Computing for Statistics (Introduction to Statistical Computing)
Three-Toed Sloth 2014-01-06
Summary:
(My notes from this lecture are too fragmentary to post; here's the sketch.)
What should you remember from this class?
Not: my mistakes (though remember that I made them).
Not: specific packages and ways of doing things (those will change).
Not: the optimal algorithm, the best performance (human time vs. machine time).
Not even: R (that will change).
R is establishing itself as a standard for statistical computing,, but you can expect to have to learn at least one new language in the course of a reasonable career of scientific programming, and probably more than one. I was taught rudimentary coding in Basic and Logo, but really only learned to program in Scheme. In the course of twenty years of scientific programming, I have had to use Fortran, C, Lisp, Forth, Expect, C++, Java, Perl and of course R, with glances at Python and OCaml over collaborators' shoulders, to say nothing of near-languages like Unix shell scripting. This was not actually hard, just tedious. Once you have learned to think like a programmer with one language, getting competent in the syntax of another is just a matter of finding adequate documentation and putting in the time to practice it --- or finding minimal documentation and putting in even more time (I'm thinking of you, CAM-Forth). It's the thinking-like-a-programmer bit that matters.
Instead, remember rules and habits of thinking
- Programming is expression: take a personal, private, intuitive, irreproducible series of acts of thought, and make it public, objective, shared, explicit, repeatable, improvable. This resembles both writing and building a machine: communicative like writing, but with the impersonal, it all-must-fit check of the machine. All the other principles follow from this fact, that it is turning an act of individual thought into a shared artifact --- reducing intelligence to intellect (cf.).
-
Top-down design
- What are you trying to do, with what resources, and what criteria of success?
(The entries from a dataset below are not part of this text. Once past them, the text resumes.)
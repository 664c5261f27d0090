use nalgebra::Point3;
use rand::Rng;
use tracing::trace;

use super::{
    accept_until, Candidates, FreeForm, PlacementContext, PlacementStrategy, RetryBudget,
};
use crate::error::PlacementError;
use crate::geometry::{plane_coefficients, Axis, PlaneCoefficients};
use crate::sphere::Sphere;

/// Number of seed spheres that define the plane.
pub const SEED_COUNT: usize = 3;

/// Lays children out on one plane, giving a flat disk of siblings.
///
/// Three seed spheres are sampled from the free-form box. If their centers
/// are collinear the whole triple is discarded and sampled again. The
/// remaining children are drawn from the fill box on two random axes and
/// the plane equation is solved for the third.
#[derive(Debug, Clone, Copy, Default)]
pub struct Coplanar;

impl PlacementStrategy for Coplanar {
    fn place<R: Rng>(
        &self,
        ctx: &PlacementContext<'_>,
        count: usize,
        rng: &mut R,
    ) -> Result<Vec<Sphere>, PlacementError> {
        // Fewer than three points are always coplanar.
        if count < SEED_COUNT {
            return FreeForm.place(ctx, count, rng);
        }

        let seed_box = ctx.sampling_box();
        let mut budget = RetryBudget::new(ctx.config.max_attempts);
        let (mut accepted, plane, axis) =
            seed_plane(ctx, count, &mut budget, rng, |rng| seed_box.sample(rng))?;

        let fill_box = ctx.fill_box();
        if !accept_until(ctx, &mut accepted, count, &mut budget, rng, |rng| {
            fill_box.sample_on_plane(&plane, axis, rng)
        }) {
            return Err(budget.exhausted(count, accepted));
        }
        Ok(accepted.into_vec())
    }
}

/// Accepts seed triples from `sample` until one spans a plane.
///
/// A collinear triple is dropped as a whole and the next one starts from
/// scratch. Degenerate triples count against their own retry limit, apart
/// from rejected candidates.
fn seed_plane<R: Rng>(
    ctx: &PlacementContext<'_>,
    count: usize,
    budget: &mut RetryBudget,
    rng: &mut R,
    mut sample: impl FnMut(&mut R) -> Point3<f64>,
) -> Result<(Candidates, PlaneCoefficients, Axis), PlacementError> {
    let mut reseeds = RetryBudget::new(ctx.config.max_attempts);
    loop {
        let mut seeds = Candidates::with_capacity(count);
        if !accept_until(ctx, &mut seeds, SEED_COUNT, budget, rng, &mut sample) {
            return Err(budget.exhausted(count, seeds));
        }

        let [a, b, c] = [0, 1, 2].map(|i| seeds.as_slice()[i].center());
        let plane = plane_coefficients(a, b, c);
        if let Some(axis) = plane.solve_axis() {
            return Ok((seeds, plane, axis));
        }

        trace!(layer = ctx.layer, "collinear seed triple, resampling");
        if !reseeds.reject() {
            return Err(reseeds.exhausted(count, seeds));
        }
    }
}
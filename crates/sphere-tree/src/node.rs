//! Arena nodes of the sphere tree.

use std::fmt;

use crate::sphere::Sphere;

/// Index of a node inside its [`SphereTree`](crate::SphereTree).
///
/// Ids are only meaningful for the tree that issued them.
#[derive(Debug, Clone, Copy, PartialEq, Eq, Hash, PartialOrd, Ord)]
pub struct NodeId(pub(crate) usize);

impl NodeId {
    /// Position of the node in creation order.
    #[inline]
    pub fn index(self) -> usize {
        self.0
    }
}

impl fmt::Display for NodeId {
    fn fmt(&self, f: &mut fmt::Formatter<'_>) -> fmt::Result {
        write!(f, "#{}", self.0)
    }
}

/// A sphere together with its place in the tree.
///
/// A node is never modified after creation except for appending children.
#[derive(Debug, Clone, PartialEq)]
pub struct Node {
    sphere: Sphere,

    /// Distance from the root in edges.
    depth: usize,

    parent: Option<NodeId>,

    /// Children in the order they were attached.
    children: Vec<NodeId>,
}

impl Node {
    pub(crate) fn new_root(sphere: Sphere) -> Self {
        Self {
            sphere,
            depth: 0,
            parent: None,
            children: Vec::new(),
        }
    }

    pub(crate) fn new_child(sphere: Sphere, parent: NodeId, depth: usize) -> Self {
        Self {
            sphere,
            depth,
            parent: Some(parent),
            children: Vec::new(),
        }
    }

    #[inline]
    pub fn sphere(&self) -> &Sphere {
        &self.sphere
    }

    /// Distance from the root in edges.
    #[inline]
    pub fn depth(&self) -> usize {
        self.depth
    }

    #[inline]
    pub fn parent(&self) -> Option<NodeId> {
        self.parent
    }

    #[inline]
    pub fn children(&self) -> &[NodeId] {
        &self.children
    }

    #[inline]
    pub fn is_leaf(&self) -> bool {
        self.children.is_empty()
    }

    /// Returns `true` if this node's sphere overlaps or touches `other`.
    #[inline]
    pub fn collides_with(&self, other: &Sphere) -> bool {
        self.sphere.collides_with(other)
    }

    #[inline]
    pub(crate) fn push_child(&mut self, child: NodeId) {
        self.children.push(child);
    }
}
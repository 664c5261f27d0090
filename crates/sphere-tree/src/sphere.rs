//! The sphere value stored at every tree node.

use nalgebra::Point3;

use crate::geometry::collide;
use crate::palette::Rgb;

/// A colored sphere in 3D space.
#[derive(Debug, Clone, Copy, PartialEq)]
pub struct Sphere {
    center: Point3<f64>,
    radius: f64,
    color: Rgb,
}

impl Sphere {
    /// Creates a new sphere.
    ///
    /// # Panics
    /// Panics if `radius` is not a positive finite number.
    pub fn new(center: Point3<f64>, radius: f64, color: Rgb) -> Self {
        assert!(
            radius.is_finite() && radius > 0.0,
            "Sphere radius must be positive, got {radius}"
        );
        Self {
            center,
            radius,
            color,
        }
    }

    #[inline]
    pub fn center(&self) -> Point3<f64> {
        self.center
    }

    #[inline]
    pub fn radius(&self) -> f64 {
        self.radius
    }

    #[inline]
    pub fn color(&self) -> Rgb {
        self.color
    }

    /// Returns `true` if this sphere overlaps or touches `other`.
    #[inline]
    pub fn collides_with(&self, other: &Sphere) -> bool {
        collide(self.center, self.radius, other.center, other.radius)
    }
}
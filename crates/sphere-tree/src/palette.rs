//! Layer-indexed sphere colors.

/// An opaque 8-bit RGB color.
#[derive(Debug, Clone, Copy, PartialEq, Eq, Hash)]
pub struct Rgb {
    pub r: u8,
    pub g: u8,
    pub b: u8,
}

impl Rgb {
    pub const fn new(r: u8, g: u8, b: u8) -> Self {
        Self { r, g, b }
    }
}

/// The default seven-entry palette. Index 0 colors the root.
pub const DEFAULT_COLORS: [Rgb; 7] = [
    Rgb::new(0, 255, 0),
    Rgb::new(0, 0, 255),
    Rgb::new(255, 0, 0),
    Rgb::new(255, 127, 25),
    Rgb::new(64, 64, 25),
    Rgb::new(127, 127, 127),
    Rgb::new(14, 60, 90),
];

/// An ordered list of colors indexed by generation layer.
///
/// Layers past the end of the palette reuse the last color.
#[derive(Debug, Clone, PartialEq, Eq)]
pub struct Palette {
    colors: Vec<Rgb>,
}

impl Palette {
    /// Creates a palette from an ordered list of colors.
    ///
    /// # Panics
    /// Panics if `colors` is empty.
    pub fn new(colors: Vec<Rgb>) -> Self {
        assert!(!colors.is_empty(), "Palette needs at least one color");
        Self { colors }
    }

    /// Returns the color for nodes created at `layer`, clamped to the last entry.
    pub fn color_for_layer(&self, layer: usize) -> Rgb {
        let index = layer.min(self.colors.len() - 1);
        self.colors[index]
    }
}

impl Default for Palette {
    fn default() -> Self {
        Self::new(DEFAULT_COLORS.to_vec())
    }
}
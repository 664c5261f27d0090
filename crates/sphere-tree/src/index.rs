//! R-tree over placed sphere centers.
//!
//! Lets the global collision scan visit only spheres whose centers are close
//! enough to possibly touch a candidate, instead of every node in the tree.

use nalgebra::Point3;
use rstar::{PointDistance, RTree, RTreeObject, AABB};

use crate::node::NodeId;

/// A sphere center in the index with its node id.
#[derive(Debug, Clone, Copy, PartialEq)]
pub(crate) struct CenterPoint {
    id: NodeId,
    center: [f64; 3],
}

impl RTreeObject for CenterPoint {
    type Envelope = AABB<[f64; 3]>;

    fn envelope(&self) -> Self::Envelope {
        AABB::from_point(self.center)
    }
}

impl PointDistance for CenterPoint {
    fn distance_2(&self, point: &[f64; 3]) -> f64 {
        let dx = self.center[0] - point[0];
        let dy = self.center[1] - point[1];
        let dz = self.center[2] - point[2];
        dx * dx + dy * dy + dz * dz
    }

    fn contains_point(&self, point: &[f64; 3]) -> bool {
        self.center == *point
    }
}

/// Spatial index of sphere centers, tracking the largest radius inserted.
#[derive(Debug, Clone)]
pub(crate) struct SpatialIndex {
    tree: RTree<CenterPoint>,
    max_radius: f64,
}

impl Default for SpatialIndex {
    fn default() -> Self {
        Self::new()
    }
}

impl SpatialIndex {
    pub(crate) fn new() -> Self {
        Self {
            tree: RTree::new(),
            max_radius: 0.0,
        }
    }

    pub(crate) fn insert(&mut self, id: NodeId, center: Point3<f64>, radius: f64) {
        self.tree.insert(CenterPoint {
            id,
            center: [center.x, center.y, center.z],
        });
        self.max_radius = self.max_radius.max(radius);
    }

    pub(crate) fn clear(&mut self) {
        self.tree = RTree::new();
        self.max_radius = 0.0;
    }

    /// Ids of every indexed sphere that could touch a sphere of `radius` at
    /// `center`. May include spheres that do not actually collide.
    pub(crate) fn near(
        &self,
        center: Point3<f64>,
        radius: f64,
    ) -> impl Iterator<Item = NodeId> + '_ {
        // Slightly widened so that exact touching survives rounding in distance_2.
        let reach = (radius + self.max_radius) * (1.0 + 1e-9) + 1e-12;
        self.tree
            .locate_within_distance([center.x, center.y, center.z], reach * reach)
            .map(|point| point.id)
    }

    #[cfg(test)]
    pub(crate) fn len(&self) -> usize {
        self.tree.size()
    }
}
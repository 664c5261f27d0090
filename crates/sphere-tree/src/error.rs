//! Recoverable generation errors.
//!
//! Precondition violations (non-positive radius, empty palette) panic at
//! construction instead of appearing here.

use thiserror::Error;

use crate::node::NodeId;
use crate::sphere::Sphere;

/// A placement strategy ran out of attempts before placing every sphere.
#[derive(Error, Debug, Clone, PartialEq)]
pub enum PlacementError {
    #[error(
        "placement exhausted after {attempts} rejected candidates: \
         {} of {requested} spheres placed",
        .accepted.len()
    )]
    Exhausted {
        /// Number of spheres the strategy was asked to place.
        requested: usize,
        /// Consecutive rejections that hit the retry limit.
        attempts: u32,
        /// Spheres accepted before the limit was hit, in acceptance order.
        accepted: Vec<Sphere>,
    },
}

/// An invalid [`GeneratorConfig`](crate::GeneratorConfig) value.
#[derive(Error, Debug, Clone, PartialEq)]
pub enum ConfigError {
    #[error("max_children must be at least 1")]
    ZeroMaxChildren,

    #[error("plane_size must be at least 2 so that coplanar groups hold three seeds, got {0}")]
    PlaneSizeTooSmall(usize),

    #[error("{name} must be a positive finite number, got {value}")]
    NonPositive { name: &'static str, value: f64 },

    #[error("{name} must be finite, got {value}")]
    NonFinite { name: &'static str, value: f64 },

    #[error("max_attempts must be at least 1 when set")]
    ZeroAttempts,

    #[error("radius at layer {layer} must be a positive finite number, got {radius}")]
    LayerRadius { layer: usize, radius: f64 },
}

/// Failure of a whole generation run.
#[derive(Error, Debug, Clone, PartialEq)]
pub enum GenerateError {
    #[error("tree has no root to grow from")]
    MissingRoot,

    #[error("could not populate node {node} at layer {layer}")]
    Placement {
        node: NodeId,
        layer: usize,
        #[source]
        source: PlacementError,
    },

    #[error(transparent)]
    Config(#[from] ConfigError),
}

#[cfg(test)]
mod tests {
    use super::*;
    use crate::palette::Rgb;
    use nalgebra::Point3;

    #[test]
    fn exhausted_message_reports_progress() {
        let placed = Sphere::new(Point3::origin(), 1.0, Rgb::new(0, 0, 0));
        let err = PlacementError::Exhausted {
            requested: 4,
            attempts: 100,
            accepted: vec![placed],
        };
        assert_eq!(
            err.to_string(),
            "placement exhausted after 100 rejected candidates: 1 of 4 spheres placed"
        );
    }

    #[test]
    fn config_error_converts_into_generate_error() {
        let err: GenerateError = ConfigError::ZeroMaxChildren.into();
        assert_eq!(err.to_string(), "max_children must be at least 1");
    }
}
//! Macroquad renderer for generated sphere trees.

use macroquad::prelude::*;
use nalgebra::Point3;
use sphere_tree::{Rgb, SphereTree, SphereVisitor};

pub mod cli;
pub use cli::Cli;

/// Color of the segments joining parents to children.
pub const EDGE_COLOR: Color = Color::new(220.0 / 255.0, 220.0 / 255.0, 220.0 / 255.0, 1.0);

/// Converts a palette color to a macroquad color.
pub fn to_color(rgb: Rgb) -> Color {
    Color::from_rgba(rgb.r, rgb.g, rgb.b, 255)
}

/// Converts a tree point to a macroquad vector.
pub fn to_vec3(point: Point3<f64>) -> Vec3 {
    vec3(point.x as f32, point.y as f32, point.z as f32)
}

/// Visitor that draws spheres and edges with macroquad's 3D primitives.
pub struct RenderVisitor;

impl SphereVisitor for RenderVisitor {
    fn render_sphere(&mut self, center: Point3<f64>, color: Rgb, radius: f64) {
        draw_sphere(to_vec3(center), radius as f32, None, to_color(color));
    }

    fn render_edge(&mut self, from: Point3<f64>, to: Point3<f64>) {
        draw_line_3d(to_vec3(from), to_vec3(to), EDGE_COLOR);
    }
}

/// Axis-aligned bounds of every sphere in `tree`, radii included.
pub fn tree_bounds(tree: &SphereTree) -> Option<(Vec3, Vec3)> {
    tree.iter().fold(None, |bounds, (_, node)| {
        let sphere = node.sphere();
        let center = to_vec3(sphere.center());
        let reach = Vec3::splat(sphere.radius() as f32);
        let (lo, hi) = (center - reach, center + reach);
        Some(match bounds {
            None => (lo, hi),
            Some((min, max)) => (min.min(lo), max.max(hi)),
        })
    })
}

/// Distance from the target, in multiples of the bounds diagonal.
const FRAME_MARGIN: f32 = 1.5;
/// Distance factor applied per scroll notch.
const ZOOM_STEP: f32 = 0.9;

/// Camera orbiting the middle of a generated tree.
pub struct OrbitCamera {
    pub target: Vec3,
    pub distance: f32,
    pub yaw: f32,
    pub pitch: f32,
    min_distance: f32,
    max_distance: f32,
}

impl OrbitCamera {
    /// Aims at the center of the tree's bounds from far enough away that the
    /// whole tree is in view.
    pub fn framing(tree: &SphereTree) -> Self {
        let (target, extent) = match tree_bounds(tree) {
            Some((min, max)) => ((min + max) * 0.5, (max - min).length().max(1.0)),
            None => (Vec3::ZERO, 1.0),
        };
        Self {
            target,
            distance: extent * FRAME_MARGIN,
            yaw: 0.4,
            pitch: 0.3,
            min_distance: extent * 0.05,
            max_distance: extent * 4.0,
        }
    }

    /// Frames a freshly generated tree, keeping the current viewing angle.
    pub fn reframe(&mut self, tree: &SphereTree) {
        *self = Self {
            yaw: self.yaw,
            pitch: self.pitch,
            ..Self::framing(tree)
        };
    }

    /// Left drag rotates, the scroll wheel zooms.
    pub fn update(&mut self) {
        if is_mouse_button_down(MouseButton::Left) {
            let delta = mouse_delta_position();
            self.yaw -= delta.x * 2.0;
            self.pitch = (self.pitch - delta.y * 2.0).clamp(-1.5, 1.5);
        }

        let scroll = mouse_wheel().1;
        if scroll != 0.0 {
            self.distance *= ZOOM_STEP.powf(scroll.signum());
            self.distance = self.distance.clamp(self.min_distance, self.max_distance);
        }
    }

    pub fn position(&self) -> Vec3 {
        let x = self.distance * self.pitch.cos() * self.yaw.sin();
        let y = self.distance * self.pitch.sin();
        let z = self.distance * self.pitch.cos() * self.yaw.cos();
        self.target + vec3(x, y, z)
    }

    pub fn to_camera3d(&self) -> Camera3D {
        Camera3D {
            position: self.position(),
            up: vec3(0.0, 1.0, 0.0),
            target: self.target,
            ..Default::default()
        }
    }
}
- Break the whole solution down into a few (say, 2--6) smaller and simpler steps
- If those steps are so simply you can see how to do them, do them
- If they are not, treat each one as a separate problem and recurse
-
Modular and functional programming
- Use data structures to group related values together
- Select, or build, data structures which make it easy to get at what you want
- Select, or build, data structures which hide the implementation details of no relevance to you
- Use functions to group related operations together
- Do not reinvent the wheel
- Do unify your approach
- Avoid side-effects, if possible
- Consider using functions as inputs to other functions
- Take the whole-object view when you can
- Cleaner
- More extensible
- Sometimes faster
- Essential to clarity in things like split/apply/combine
- Use data structures to group related values together
-
Code from the bottom up; code for revision
- Start with the smallest, easiest bits from your outline/decomposition and work your way up
- Document your code as you go
- Much easier than going back and trying to document after
- Comment everything
- Use meaningful names
- Use conventional names
- Write tests as you go
- Make it easy to re-run tests
- Keep working on your code until it passes your tests
- Make it easy to add tests
- Whenever you find a new bug, add a corresponding test
- Prepare to revise
- Once code is working, look for common or analogous operations: refactor as general functions; conversely, look if one big function mightn't be split apart
- Look for data structures that show up together: refactor as one object; conversely, look if some pieces of one data structure couldn't be split off
- Be willing to re-do some or all of the plan, once you know more about the problem
- Statistical programming is different
- Bear in